The Choice Before Us: Safety or Health?

This post corresponds to the Mission Priority “Send”

Not too long ago, I was speaking with some folks who worked at a parish. They were eager to discuss this whole evangelization thing. Suddenly, in response to what I thought was an innocent question, one of them exclaimed: “Wait a second! What if we do go out and start doing all these things? What if all kinds of people really do start coming? That would ruin everything we love about our parish! We’re like a small, caring, close-knit family, and we’d never want to do anything to change that! We just wouldn’t be the same parish anymore!”

I’m sure we can all sympathize with this reaction. It has deep roots. It is like the love of an over-protective parent who finds it impossible to let go as their child grows. It is like any love that prefers to possess and preserve what it loves. It feels like the most natural, human thing in the world. But Pope Francis reminds us that “we become fully human when we become more than human, when we let God bring us beyond ourselves in order to attain the fullest truth of our being” (The Joy of the Gospel, 8). As Jesus so often said in the gospels: “Whoever seeks to gain his life will lose it, but whoever loses his life will preserve it” (Luke 17:33).

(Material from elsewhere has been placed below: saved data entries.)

//! The archive controller.
//!
//! [`Archive`] owns the record store, the attachment resolver and the form
//! state. Every user action is a method on it and runs to completion before
//! the next one starts; the only work that outlives a call is a print, which
//! receives an owned [`PrintJob`] snapshot.

use tracing::{debug, info};

use crate::attachment::DisplayHandle;
use crate::error::Result;
use crate::form::{FormMode, FormState, FormValues};
use crate::print::PrintJob;
use crate::record::{Record, RecordId};
use crate::resolver::{AttachmentResolver, HandleProvider};
use crate::store::RecordStore;
use crate::table::TableView;

/// Outcome of a successful submit.
#[derive(Debug, Clone, Copy, PartialEq, Eq)]
pub enum Submitted {
    /// A new record was appended.
    Created(RecordId),
    /// An existing record was overwritten.
    Updated(RecordId),
}

impl Submitted {
    /// Id of the affected record.
    #[must_use]
    pub fn id(self) -> RecordId {
        match self {
            Self::Created(id) | Self::Updated(id) => id,
        }
    }
}

/// Application state for one session.
#[derive(Debug)]
pub struct Archive<P> {
    store: RecordStore,
    resolver: AttachmentResolver<P>,
    form: FormState,
}

impl<P: HandleProvider> Archive<P> {
    /// Empty archive using `provider` for display handles.
    #[must_use]
    pub fn new(provider: P) -> Self {
        Self {
            store: RecordStore::new(),
            resolver: AttachmentResolver::new(provider),
            form: FormState::new(),
        }
    }

    /// The records.
    #[must_use]
    pub fn store(&self) -> &RecordStore {
        &self.store
    }

    /// The attachment resolver.
    #[must_use]
    pub fn resolver(&self) -> &AttachmentResolver<P> {
        &self.resolver
    }

    /// The form.
    #[must_use]
    pub fn form(&self) -> &FormState {
        &self.form
    }

    /// Save the form.
    ///
    /// In create mode a new record is appended. In edit mode the record
    /// being edited is overwritten; it keeps its attachment unless `values`
    /// carries a new file, in which case the old display handle is revoked.
    /// The form returns to create mode afterwards.
    ///
    /// # Errors
    ///
    /// Returns a validation error if a required field is empty, or a lookup
    /// failure if the record being edited no longer exists. Nothing is
    /// changed in either case.
    pub fn submit(&mut self, values: FormValues) -> Result<Submitted> {
        let fields = values.validate()?;

        let outcome = match self.form.mode() {
            FormMode::Create => {
                let attachment = values.file.map(|file| self.resolver.resolve(file));
                let id = self.store.allocate_id();
                let record = Record::new(id, fields.title, fields.category, fields.date, attachment);
                self.store.add(record)?;
                info!(id = %id, "Record created");
                Submitted::Created(id)
            }
            FormMode::Edit(id) => {
                // Look up first so a missing record never leaks a new handle.
                let previous = self.store.get(id)?;
                let created_at = previous.created_at;
                let mut attachment = previous.attachment.clone();
                let mut stale: Option<DisplayHandle> = None;

                if let Some(file) = values.file {
                    let replacement = self.resolver.resolve(file);
                    let old_handle = attachment.and_then(|a| a.display_handle);
                    stale = old_handle.filter(|old| replacement.display_handle.as_ref() != Some(old));
                    attachment = Some(replacement);
                }

                self.store.replace(
                    id,
                    Record {
                        id,
                        title: fields.title,
                        category: fields.category,
                        date: fields.date,
                        attachment,
                        created_at,
                    },
                )?;
                if let Some(handle) = stale {
                    self.resolver.revoke(&handle);
                }
                info!(id = %id, "Record updated");
                Submitted::Updated(id)
            }
        };

        self.form.reset();
        Ok(outcome)
    }

    /// Load a record into the form for editing.
    ///
    /// # Errors
    ///
    /// Returns a lookup failure if the record does not exist.
    pub fn begin_edit(&mut self, id: RecordId) -> Result<&FormState> {
        let record = self.store.get(id)?;
        self.form.begin_edit(record);
        debug!(id = %id, "Editing record");
        Ok(&self.form)
    }

    /// Abandon the form without touching the store.
    pub fn cancel(&mut self) {
        self.form.reset();
    }

    /// Delete a record and revoke its display handle.
    ///
    /// Deleting the record currently being edited also cancels the edit.
    ///
    /// # Errors
    ///
    /// Returns a lookup failure if the record does not exist.
    pub fn delete(&mut self, id: RecordId) -> Result<Record> {
        let removed = self.store.remove(id)?;
        if let Some(handle) = removed
            .attachment
            .as_ref()
            .and_then(|a| a.display_handle.as_ref())
        {
            self.resolver.revoke(handle);
        }
        if self.form.editing() == Some(id) {
            self.form.reset();
            debug!(id = %id, "Deleted record was being edited, form reset");
        }
        info!(id = %id, "Record deleted");
        Ok(removed)
    }

    /// Snapshot a record for printing.
    ///
    /// An attachment that has bytes but no display handle gets one derived
    /// here and stored on the record, so it is revoked like any other.
    ///
    /// # Errors
    ///
    /// Returns a lookup failure if the record does not exist.
    pub fn print_job(&mut self, id: RecordId) -> Result<PrintJob> {
        let record = self.store.get_mut(id)?;
        if let Some(attachment) = record.attachment.as_mut() {
            if attachment.display_handle.is_none() {
                attachment.display_handle = self.resolver.derive_handle(attachment);
            }
        }
        Ok(PrintJob::new(record.clone()))
    }

    /// Project the store into a table.
    #[must_use]
    pub fn table(&self) -> TableView {
        TableView::project(&self.store)
    }

    /// Revoke every live display handle. Records stay in place without
    /// handles. Returns the number revoked.
    pub fn shutdown(&mut self) -> usize {
        let mut revoked = 0;
        for record in self.store.iter_mut() {
            let handle = record
                .attachment
                .as_mut()
                .and_then(|a| a.display_handle.take());
            if let Some(handle) = handle {
                self.resolver.revoke(&handle);
                revoked += 1;
            }
        }
        info!(revoked, "Archive shut down");
        revoked
    }
}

This is the law of our life in Christ. It is the gospel secret to being truly healthy. It is what lies behind these powerful words of Pope Francis, who literally has always spent as much time as he can out on the streets with the people: “I prefer a Church which is bruised, hurting and dirty because it has been out on the streets, rather than a Church which is unhealthy from being confined and from clinging to its own security” (The Joy of the Gospel, 49). In order to embrace the mission priority of “Send”, whose goal is to go out into the community to serve and share the Gospel and invite everyone to “come and see,” we need to make his passionate preference our own: we need to accept the risks, messiness, and struggles that come with real mission out there in our neighborhoods and communities. As Archbishop Lori has emphasized so often, our parishes need to become truly “outward bound” (A Light Brightly Visible, 20).

The more we become outward bound, the more we do two things:

  1.  We intentionally go out into our own “mission territory” to discover the needs, sufferings, and problems, both material and spiritual, of our sisters and brothers. And then with the creativity of love, we personally seek to love and serve those we find: the lonely, the bereaved, the homebound, the addicted, the unemployed, the despairing, the mentally ill, the imprisoned, the unwanted.
  2. We never separate charity from mission, because our mission is charity. We always ask: “is our service and charity bearing lasting fruit and making disciples of Jesus Christ? If so, how? If some, how could it bear more fruit?” We actively seek opportunities to befriend those we serve, to share the Gospel with them, to invite them to “come and see,” because as the Pope says, “so many of our brothers and sisters are living without the strength, light and consolation born of friendship with Jesus Christ, without a community of faith to support them, without meaning and a goal in life” (The Joy of the Gospel, 49).

What is more important to you: preserving the parish you love as it is today, or embracing a mission to your surrounding community that might change your parish beyond all recognition?